Way back when their son was a toddler, the Senguptas noticed he was different from his siblings. He couldn’t talk, but could sing. He could say only a few words but not phrases. Doctors in Agartala couldn’t find anything wrong with him so they took him to Kolkata, where a doctor diagnosed him with ADHD (attention deficit/hyperactivity disorder). Acting on the doctor’s recommendation, they got him enrolled in a large school but were forced to remove him after a month because of his “disruptive” behaviour. The same thing happened when they enrolled him in the newly started SSRVM School. None of these mainstream schools in Agartala had teachers equipped to engage with Tribidya.
The Senguptas then took their three-and-a-half-year-old son to Nimhans (National Institute of Mental Health and Neurosciences) in Bengaluru, where he was diagnosed with autism. The doctors there suggested a ‘special school’ but Tripura did not have any. So when Tribidya turned five, he was enrolled in a special school in Kolkata where he learned to sit and work with teachers there. But this couldn’t be a long-term solution since the family was based in Tripura. The school suggested that the parents themselves establish a special school in their hometown.
After the initial trauma of their son’s diagnosis, the couple accepted that they had to deal with their situation. Ratnabali underwent professional training in order to better care for Tribidya. Even though he is now 26, she still receives instruction from professionals to help with his speech difficulties. Unsurprisingly, the family faces taunts from people around them and although they are used to it, it hurts every time. “_Yeh to pagal hai_ (he is mad),” someone once said.
The couple, together with some other parents of special-needs children, founded the Vidya Welfare Society in Agartala and started a school, Vidya, in 2004. Vidya, which has three special educators, focuses on holistic development and trains the children in life skills through dance, music, art and craft. The society is supported by donations from parents and well-wishers. Attempts to secure government assistance have thus far been unsuccessful. Currently, Most of the 22 students in the school are boys. Children up to the age of 18 get schooling but those over 18 are taught vocational courses.

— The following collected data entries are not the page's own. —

//! Configuration Loader
//!
//! 实现多源配置加载与合并逻辑
//!
//! 优先级（从高到低）：
//! 1. 环境变量
//! 2. 配置文件（config.toml）
//! 3. 默认值

use config::{Config, ConfigError as ConfigCrateError, Environment, File};
use std::path::Path;
use thiserror::Error;

use super::types::AppConfig;

/// 配置加载错误
#[derive(Debug, Error)]
pub enum ConfigError {
    #[error("Failed to load configuration: {0}")]
    LoadError(String),

    #[error("Failed to parse configuration: {0}")]
    ParseError(String),

    #[error("Configuration validation failed: {0}")]
    ValidationError(String),
}

impl From<ConfigCrateError> for ConfigError {
    fn from(err: ConfigCrateError) -> Self {
        ConfigError::LoadError(err.to_string())
    }
}

/// 配置文件搜索路径
const CONFIG_FILE_NAMES: &[&str] = &["config", "config.local"];

/// 加载应用配置
///
/// 按优先级从高到低合并配置：
/// 1. 环境变量（前缀 `ROSTER_`，层级分隔符 `__`）
/// 2. 配置文件（config.toml 或 config.local.toml）
/// 3. 默认值
///
/// # 环境变量示例
/// - `ROSTER_SERVER__PORT=8080`
/// - `ROSTER_DATABASE__PATH=/data/roster.db`
/// - `ROSTER_DATABASE__MAX_CONNECTIONS=20`
/// - `ROSTER_LOG__JSON=true`
pub fn load_config() -> Result<AppConfig, ConfigError> {
    load_config_from_path(None)
}

/// 从指定路径加载配置
///
/// # 参数
/// - `config_path` - 可选的配置文件路径，如果为 None 则使用默认搜索路径
pub fn load_config_from_path(config_path: Option<&Path>) -> Result<AppConfig, ConfigError> {
    let mut builder = Config::builder();

    // 1. 默认值（最低优先级）
    builder = builder
        .set_default("server.host", "0.0.0.0")?
        .set_default("server.port", 9090)?
        .set_default("database.path", "data/roster.db")?
        .set_default("database.min_connections", 5)?
        .set_default("database.max_connections", 20)?
        .set_default("database.idle_timeout_secs", 1800)?
        .set_default("database.acquire_timeout_secs", 30)?
        .set_default("database.seed_sample_data", true)?
        .set_default("log.level", "info")?
        .set_default("log.json", false)?;

    // 2. 配置文件
    if let Some(path) = config_path {
        builder = builder.add_source(File::from(path).required(true));
    } else {
        for name in CONFIG_FILE_NAMES {
            builder = builder.add_source(File::with_name(name).required(false));
        }
    }

    // 3. 环境变量（最高优先级），例如 ROSTER_SERVER__PORT=8080
    builder = builder.add_source(
        Environment::with_prefix("ROSTER")
            .prefix_separator("_")
            .separator("__")
            .try_parsing(true),
    );

    let config = builder.build()?;

    let app_config: AppConfig = config.try_deserialize().map_err(|e| {
        ConfigError::ParseError(format!("Failed to deserialize config: {}", e))
    })?;

    validate_config(&app_config)?;

    Ok(app_config)
}

/// 验证配置有效性
fn validate_config(config: &AppConfig) -> Result<(), ConfigError> {
    if config.server.port == 0 {
        return Err(ConfigError::ValidationError(
            "Server port cannot be 0".to_string(),
        ));
    }

    if config.database.path.is_empty() {
        return Err(ConfigError::ValidationError(
            "Database path cannot be empty".to_string(),
        ));
    }

    if config.database.max_connections == 0 {
        return Err(ConfigError::ValidationError(
            "Database max_connections must be at least 1".to_string(),
        ));
    }

    if config.database.min_connections > config.database.max_connections {
        return Err(ConfigError::ValidationError(format!(
            "Database min_connections ({}) cannot exceed max_connections ({})",
            config.database.min_connections, config.database.max_connections
        )));
    }

    Ok(())
}

/// 打印配置信息（用于启动时日志）
pub fn print_config(config: &AppConfig) {
    tracing::info!("=== Application Configuration ===");
    tracing::info!("Server: {}", config.server.addr());
    tracing::info!("Database: {}", config.database.path);
    tracing::info!(
        "Database Pool: min={} max={} idle_timeout={}s acquire_timeout={}s",
        config.database.min_connections,
        config.database.max_connections,
        config.database.idle_timeout_secs,
        config.database.acquire_timeout_secs
    );
    tracing::info!("Seed Sample Data: {}", config.database.seed_sample_data);
    tracing::info!("Log Level: {} (json={})", config.log.level, config.log.json);
    tracing::info!("=================================");
}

Ratnabali is now an Assistant Professor in the History Department of the Women’s College. She started teaching there when Tribidya was just six months old and says she has very supportive colleagues including the principal. If she requires time off, she gets it though she makes it clear she does not want to take advantage of her circumstances. She returns from college at 3 p.m. and then goes to Vidya, where she stays until 5 p.m. Tushar Kanti, who retired as a bank officer, now works full-time for the society as its secretary. Tribidya’s condition inspired his maternal aunt, Kathakali, to do a special education course at the National Institute of Mental Health in Kolkata; she now works at the Indian Institute of Cerebral Palsy.
Tribidya has thrived under parental care and enjoys going out and travelling. He loves to listen to music and is entranced by Bollywood songs. “Main koi aisa geet gaoon aur aarzoo agar tum kaho” is his favourite. A foodie, he has high standards and his favourite dishes are aloo bhajaa (fried potatoes) and egg curry. His regimen is straightforward: get up around 7.30 a.m., eat breakfast, study with father, have a bath and go to school with father. He is able to write and is now learning how to read the time. The duo returns home for lunch after which Tribidya has a short nap. Evenings are practice time on his synthesizer. Ratnabali introduced him to the instrument and to sketching and painting since she thought they would be good exercises for hand-eye coordination.

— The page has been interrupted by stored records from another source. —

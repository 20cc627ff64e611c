//! User Context - Errors

use thiserror::Error;

#[derive(Debug, Error, PartialEq, Eq)]
pub enum UserError {
    #[error("Invalid name: {0}")]
    InvalidName(String),

    #[error("Invalid email: {0}")]
    InvalidEmail(String),
}
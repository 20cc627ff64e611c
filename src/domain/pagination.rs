//! Pagination - 分页值对象
//!
//! 页码从 1 开始，`offset = (page - 1) * size`

use serde::Serialize;
use thiserror::Error;

/// 默认页码
pub const DEFAULT_PAGE: i64 = 1;

/// 默认每页条数
pub const DEFAULT_PAGE_SIZE: i64 = 20;

#[derive(Debug, Error, PartialEq, Eq)]
pub enum PageError {
    #[error("page and size must be positive integers")]
    NotPositive,

    #[error("page {page} with size {size} is out of range")]
    OutOfRange { page: i64, size: i64 },
}

/// 分页请求
///
/// 不变量:
/// - page >= 1, size >= 1
/// - offset 不会溢出 i64
#[derive(Debug, Clone, Copy, PartialEq, Eq)]
pub struct PageRequest {
    page: i64,
    size: i64,
}

impl PageRequest {
    pub fn new(page: i64, size: i64) -> Result<Self, PageError> {
        if page < 1 || size < 1 {
            return Err(PageError::NotPositive);
        }
        if (page - 1).checked_mul(size).is_none() {
            return Err(PageError::OutOfRange { page, size });
        }
        Ok(Self { page, size })
    }

    /// 使用默认值填充缺省参数后构造
    pub fn from_optional(page: Option<i64>, size: Option<i64>) -> Result<Self, PageError> {
        Self::new(
            page.unwrap_or(DEFAULT_PAGE),
            size.unwrap_or(DEFAULT_PAGE_SIZE),
        )
    }

    pub fn page(&self) -> i64 {
        self.page
    }

    pub fn size(&self) -> i64 {
        self.size
    }

    pub fn offset(&self) -> i64 {
        // 构造时已检查溢出
        (self.page - 1) * self.size
    }

    pub fn limit(&self) -> i64 {
        self.size
    }
}

impl Default for PageRequest {
    fn default() -> Self {
        Self {
            page: DEFAULT_PAGE,
            size: DEFAULT_PAGE_SIZE,
        }
    }
}

/// 分页结果
#[derive(Debug, Clone, PartialEq, Eq, Serialize)]
pub struct Page<T> {
    pub items: Vec<T>,
    pub page: i64,
    pub size: i64,
    pub total: i64,
}

impl<T> Page<T> {
    pub fn new(request: PageRequest, items: Vec<T>, total: i64) -> Self {
        Self {
            items,
            page: request.page(),
            size: request.size(),
            total,
        }
    }

    pub fn map<U>(self, f: impl FnMut(T) -> U) -> Page<U> {
        Page {
            items: self.items.into_iter().map(f).collect(),
            page: self.page,
            size: self.size,
            total: self.total,
        }
    }
}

While his parents have done their best, one thing they have to cope with is his aggression when he is angry. Sometimes it gets physical. It tears Ratnabali’s heart, particularly when his anger has grown with age. His parents are worried about his future and want to establish a trust or a shelter home where he will be cared for after they are gone.
“Everyone, whether autistic or not, if they are accepted, then life would be easier,” says Ratnabali, adding that there should be more awareness on autism.